RN registra 12 casos confirmados de Mpox e reforça alerta para prevenção e diagnóstico precoce

A coordenadora de Vigilância em Saúde, Diana Rego, realizou na tarde desta quinta-feira (23) uma coletiva de imprensa para atualizar o quadro epidemiológico da Mpox no Rio Grande do Norte. Segundo os dados apresentados, o cenário é considerado controlado, com 69 notificações registradas, das quais 40 foram descartadas e 12 confirmadas.
Ainda de acordo com a coordenadora, três novos casos foram confirmados entre o dia 17 e esta quinta-feira, o que reforça a necessidade de manutenção das ações de vigilância e prevenção. Os números, segundo ela, indicam um trabalho ativo e sensível na detecção precoce da doença.
Diana Rego destacou a importância de que pessoas com sintomas, mesmo que leves, procurem imediatamente uma unidade de saúde para realização do exame PCR, contribuindo para evitar o agravamento dos casos e a disseminação do vírus.
Entre os principais sintomas estão febre, dor de cabeça (cefaleia), dores musculares (mialgia), linfadenopatia (ínguas), calafrios, fadiga e lesões cutâneas, como erupções, vesículas ou pústulas. Pacientes com esses sinais devem buscar atendimento para coleta de material, que é encaminhado ao Laboratório Central de Saúde Pública do RN (Lacen-RN) para análise.

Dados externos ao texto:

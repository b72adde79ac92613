use super::{QueryEngine, address_details_for_transaction, paginate, summarize_tx_balance};
use super::{balance_from_mempool, txids_from_mempool};
use crate::backend::AddressTxidsQuery;
use crate::cache::SummaryEntry;
use crate::error::{GatewayError, GatewayResult};
use crate::types::{
    AddressBalance, AddressHistory, AddressSet, AddressSummary, HistoryItem, HistoryOptions,
    MempoolDelta, SummaryOptions, TxidsOptions,
};
use futures::{StreamExt, TryStreamExt, stream};
use std::sync::Arc;

/// `reverse(mempool) ++ confirmed`, newest first.
pub fn merge_txids(mempool_txids: &[String], confirmed_txids: &[String]) -> Vec<String> {
    mempool_txids
        .iter()
        .rev()
        .chain(confirmed_txids.iter())
        .cloned()
        .collect()
}

/// Validates the `start`/`end` options and returns the range in backend
/// order (`start <= end`). Both must be given together with `end <= start`.
fn height_range(options: &TxidsOptions) -> GatewayResult<Option<(u32, u32)>> {
    match (options.start, options.end) {
        (None, None) => Ok(None),
        (Some(start), Some(end)) => {
            if end > start {
                return Err(GatewayError::range(format!(
                    "\"end\" ({}) is expected to be less than or equal to \"start\" ({})",
                    end, start
                )));
            }
            Ok(Some((end, start)))
        }
        _ => Err(GatewayError::range(
            "\"start\" and \"end\" must be given together",
        )),
    }
}

impl QueryEngine {
    pub async fn get_address_mempool(
        &self,
        addresses: &AddressSet,
    ) -> GatewayResult<Vec<MempoolDelta>> {
        self.mempool.get_address_mempool(addresses).await
    }

    /// Confirmed txids, newest first.
    async fn fetch_confirmed_txids(
        &self,
        addresses: &AddressSet,
        range: Option<(u32, u32)>,
    ) -> GatewayResult<Vec<String>> {
        let query = AddressTxidsQuery {
            addresses: addresses.as_slice().to_vec(),
            start: range.map(|(low, _)| low),
            end: range.map(|(_, high)| high),
        };

        let query = &query;
        let mut txids = self
            .failover
            .try_all("getaddresstxids", |backend| async move {
                backend.get_address_txids(query).await
            })
            .await?;

        // The address index returns oldest first
        txids.reverse();
        Ok(txids)
    }

    async fn get_confirmed_txids(&self, addresses: &AddressSet) -> GatewayResult<Arc<Vec<String>>> {
        let key = addresses.cache_key();
        if let Some(txids) = self.caches.txids.get(&key) {
            return Ok(txids);
        }

        let txids = Arc::new(self.fetch_confirmed_txids(addresses, None).await?);
        self.caches.txids.put(key, txids.clone());
        Ok(txids)
    }

    pub async fn get_address_txids(
        &self,
        addresses: &AddressSet,
        options: &TxidsOptions,
    ) -> GatewayResult<Vec<String>> {
        let range = height_range(options)?;

        if options.query_mempool_only {
            let deltas = self.mempool.get_address_mempool(addresses).await?;
            return Ok(merge_txids(&txids_from_mempool(&deltas), &[]));
        }

        // A height range never includes the mempool and is never cached
        if let Some(range) = range {
            return self.fetch_confirmed_txids(addresses, Some(range)).await;
        }

        let mempool_txids = if options.query_mempool {
            txids_from_mempool(&self.mempool.get_address_mempool(addresses).await?)
        } else {
            vec![]
        };

        let confirmed = self.get_confirmed_txids(addresses).await?;
        Ok(merge_txids(&mempool_txids, &confirmed))
    }

    pub async fn get_address_balance(
        &self,
        addresses: &AddressSet,
    ) -> GatewayResult<AddressBalance> {
        let key = addresses.cache_key();
        if let Some(balance) = self.caches.balance.get(&key) {
            return Ok(balance);
        }

        let txids = self.get_confirmed_txids(addresses).await?;
        let transactions = self.get_detailed_transactions(&txids).await?;
        let balance = summarize_tx_balance(transactions.iter().map(|tx| tx.as_ref()), addresses);

        self.caches.balance.put(key, balance);
        Ok(balance)
    }

    pub async fn get_address_history(
        &self,
        addresses: &AddressSet,
        options: &HistoryOptions,
    ) -> GatewayResult<AddressHistory> {
        if addresses.len() > self.config.max_addresses_query {
            return Err(GatewayError::validation(format!(
                "Maximum number of addresses ({}) exceeded",
                self.config.max_addresses_query
            )));
        }

        let from = options.from.unwrap_or(0);
        let to = options
            .to
            .unwrap_or(from.saturating_add(self.config.max_transaction_history));
        if from >= to {
            return Err(GatewayError::validation(format!(
                "\"from\" ({}) is expected to be less than \"to\" ({})",
                from, to
            )));
        }
        if to - from > self.config.max_transaction_history {
            return Err(GatewayError::validation(format!(
                "\"from\" ({}) and \"to\" ({}) range should be less than or equal to {}",
                from, to, self.config.max_transaction_history
            )));
        }

        let txids = self.get_address_txids(addresses, &options.txids).await?;
        let total_count = txids.len();
        let page = paginate(&txids, from, to)?;

        let items = stream::iter(page)
            .map(|txid| async move { self.get_history_item(&txid, addresses).await })
            .buffered(self.config.transaction_concurrency.max(1))
            .try_collect()
            .await?;

        Ok(AddressHistory { total_count, items })
    }

    async fn get_history_item(
        &self,
        txid: &str,
        addresses: &AddressSet,
    ) -> GatewayResult<HistoryItem> {
        let tx = self.get_detailed_transaction(txid).await?;
        let details = address_details_for_transaction(&tx, addresses);

        Ok(HistoryItem {
            addresses: details.addresses,
            satoshis: details.satoshis,
            confirmations: tx.confirmations(self.tip_height()),
            tx: tx.as_ref().clone(),
        })
    }

    pub async fn get_address_summary(
        &self,
        addresses: &AddressSet,
        options: &SummaryOptions,
    ) -> GatewayResult<AddressSummary> {
        let window = if options.no_tx_list {
            None
        } else {
            let from = options.from.unwrap_or(0);
            let to = options
                .to
                .unwrap_or(from.saturating_add(self.config.max_txids));
            if from >= to {
                return Err(GatewayError::validation(format!(
                    "\"from\" ({}) is expected to be less than \"to\" ({})",
                    from, to
                )));
            }
            if to - from > self.config.max_txids {
                return Err(GatewayError::validation(format!(
                    "\"from\" ({}) and \"to\" ({}) range should be less than or equal to {}",
                    from, to, self.config.max_txids
                )));
            }
            Some((from, to))
        };

        let mempool_branch = async {
            if options.query_mempool {
                self.mempool.get_address_mempool(addresses).await
            } else {
                Ok(vec![])
            }
        };

        let key = addresses.cache_key();
        let (entry, deltas) = match self.caches.summary.get(&key) {
            Some(entry) => (entry, mempool_branch.await?),
            None => {
                let (txids, balance, deltas) = tokio::try_join!(
                    self.get_confirmed_txids(addresses),
                    self.get_address_balance(addresses),
                    mempool_branch
                )?;

                let entry = Arc::new(SummaryEntry { txids, balance });
                self.caches.summary.put(key, entry.clone());
                (entry, deltas)
            }
        };

        let mempool_txids = txids_from_mempool(&deltas);
        let txids = match window {
            Some((from, to)) => Some(paginate(
                &merge_txids(&mempool_txids, &entry.txids),
                from,
                to,
            )?),
            None => None,
        };

        Ok(AddressSummary {
            appearances: entry.txids.len(),
            total_received: entry.balance.received,
            total_spent: entry.balance.sent(),
            balance: entry.balance.balance,
            unconfirmed_appearances: mempool_txids.len(),
            unconfirmed_balance: balance_from_mempool(&deltas),
            txids,
        })
    }
}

As autoridades de saúde também reforçam medidas de prevenção, como evitar o compartilhamento de objetos pessoais, manter a higienização frequente das mãos, desinfectar superfícies, utilizar equipamentos de proteção em situações de risco e evitar contato com casos suspeitos ou confirmados. Pessoas infectadas devem permanecer em isolamento durante todo o período de transmissão.
A Mpox é uma zoonose viral causada por um vírus do gênero Orthopoxvirus, sendo transmitida principalmente pelo contato direto com lesões, fluidos corporais ou objetos contaminados. O período de incubação varia de 3 a 21 dias.